§ **WHAT IS BEING ASKED**: Which lines in the data contain the word "version"? Please copy each of them.

§ **SUPPLIED MATERIAL**:
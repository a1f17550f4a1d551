//! ChaincodeBuild: an immutable record of one chaincode image build.

use serde::{Deserialize, Serialize};

use crate::custom_resource;
use crate::platform::Param;
use crate::status::{CrStatus, StatusEnvelope};

pub const RESULT_IMAGE_URL: &str = "IMAGE_URL";
pub const RESULT_IMAGE_DIGEST: &str = "IMAGE_DIGEST";

#[derive(Debug, Clone, Default, PartialEq, Eq, Serialize, Deserialize)]
pub struct GitSource {
    pub url: String,
    #[serde(default)]
    pub reference: String,
}

#[derive(Debug, Clone, Default, PartialEq, Eq, Serialize, Deserialize)]
#[serde(rename_all = "camelCase")]
pub struct MinioSource {
    pub host: String,
    #[serde(default)]
    pub access_key: String,
    #[serde(default)]
    pub secret_key: String,
    pub bucket: String,
    pub object: String,
}

#[derive(Debug, Clone, Default, PartialEq, Eq, Serialize, Deserialize)]
#[serde(rename_all = "camelCase")]
pub struct DockerBuild {
    pub app_image: String,
    #[serde(default)]
    pub dockerfile: String,
    #[serde(default)]
    pub context: String,
}

#[derive(Debug, Clone, Default, PartialEq, Eq, Serialize, Deserialize)]
#[serde(rename_all = "camelCase")]
pub struct PipelineRunSource {
    #[serde(default, skip_serializing_if = "Option::is_none")]
    pub git: Option<GitSource>,
    #[serde(default, skip_serializing_if = "Option::is_none")]
    pub minio: Option<MinioSource>,
    pub dockerbuild: DockerBuild,
}

impl PipelineRunSource {
    /// Pipeline parameters describing this source and docker build.
    /// `None` unless exactly one of git or minio is set.
    pub fn params(&self) -> Option<Vec<Param>> {
        let mut params = match (&self.git, &self.minio) {
            (Some(git), None) => vec![
                Param::new("SOURCE", "git"),
                Param::new("SOURCE_GIT_URL", &git.url),
                Param::new("SOURCE_GIT_REFERENCE", &git.reference),
            ],
            (None, Some(minio)) => vec![
                Param::new("SOURCE", "minio"),
                Param::new("SOURCE_MINIO_HOST", &minio.host),
                Param::new("SOURCE_MINIO_ACCESS_KEY", &minio.access_key),
                Param::new("SOURCE_MINIO_SECRET_KEY", &minio.secret_key),
                Param::new("SOURCE_MINIO_BUCKET", &minio.bucket),
                Param::new("SOURCE_MINIO_OBJECT", &minio.object),
            ],
            _ => return None,
        };
        params.push(Param::new("APP_IMAGE", &self.dockerbuild.app_image));
        params.push(Param::new("DOCKERFILE", &self.dockerbuild.dockerfile));
        params.push(Param::new("CONTEXT", &self.dockerbuild.context));
        Some(params)
    }
}

#[derive(Debug, Clone, Default, PartialEq, Serialize, Deserialize)]
#[serde(rename_all = "camelCase")]
pub struct ChaincodeBuildSpec {
    pub network: String,
    pub id: String,
    pub version: String,
    /// Organization that requested the build.
    pub initiator: String,
    pub pipeline_run_spec: PipelineRunSource,
}

#[derive(Debug, Clone, Default, PartialEq, Serialize, Deserialize)]
#[serde(rename_all = "camelCase")]
pub struct ChaincodeBuildStatus {
    #[serde(flatten)]
    pub cr: CrStatus,
    #[serde(default, skip_serializing_if = "Vec::is_empty")]
    pub pipeline_run_results: Vec<Param>,
}

impl StatusEnvelope for ChaincodeBuildStatus {
    fn envelope(&self) -> &CrStatus {
        &self.cr
    }

    fn envelope_mut(&mut self) -> &mut CrStatus {
        &mut self.cr
    }
}

custom_resource! {
    ChaincodeBuild { spec: ChaincodeBuildSpec, status: ChaincodeBuildStatus, kind: "ChaincodeBuild", plural: "chaincodebuilds", namespaced: false }
}

impl ChaincodeBuild {
    pub fn result(&self, name: &str) -> Option<&str> {
        self.status.as_ref().and_then(|s| {
            s.pipeline_run_results
                .iter()
                .find(|p| p.name == name)
                .map(|p| p.value.as_str())
        })
    }

    /// Ready once both the image URL and digest results are non-empty.
    pub fn is_ready(&self) -> bool {
        let present = |n| self.result(n).map(|v| !v.is_empty()).unwrap_or(false);
        present(RESULT_IMAGE_URL) && present(RESULT_IMAGE_DIGEST)
    }

    pub fn image(&self) -> Option<(String, String)> {
        if !self.is_ready() {
            return None;
        }
        Some((
            self.result(RESULT_IMAGE_URL)?.to_string(),
            self.result(RESULT_IMAGE_DIGEST)?.to_string(),
        ))
    }

    /// `(network, id, version)` uniqueness key.
    pub fn identity(&self) -> (&str, &str, &str) {
        (&self.spec.network, &self.spec.id, &self.spec.version)
    }
}

pub fn source_workspace_name(build: &str) -> String {
    format!("{}-source-ws", build)
}

pub fn pipeline_run_name(build: &str) -> String {
    format!("{}-pipelinerun", build)
}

§ **RESULT FOR THIS EXERCISE**:
    pub version: String,
    /// `(network, id, version)` uniqueness key.
        (&self.spec.network, &self.spec.id, &self.spec.version)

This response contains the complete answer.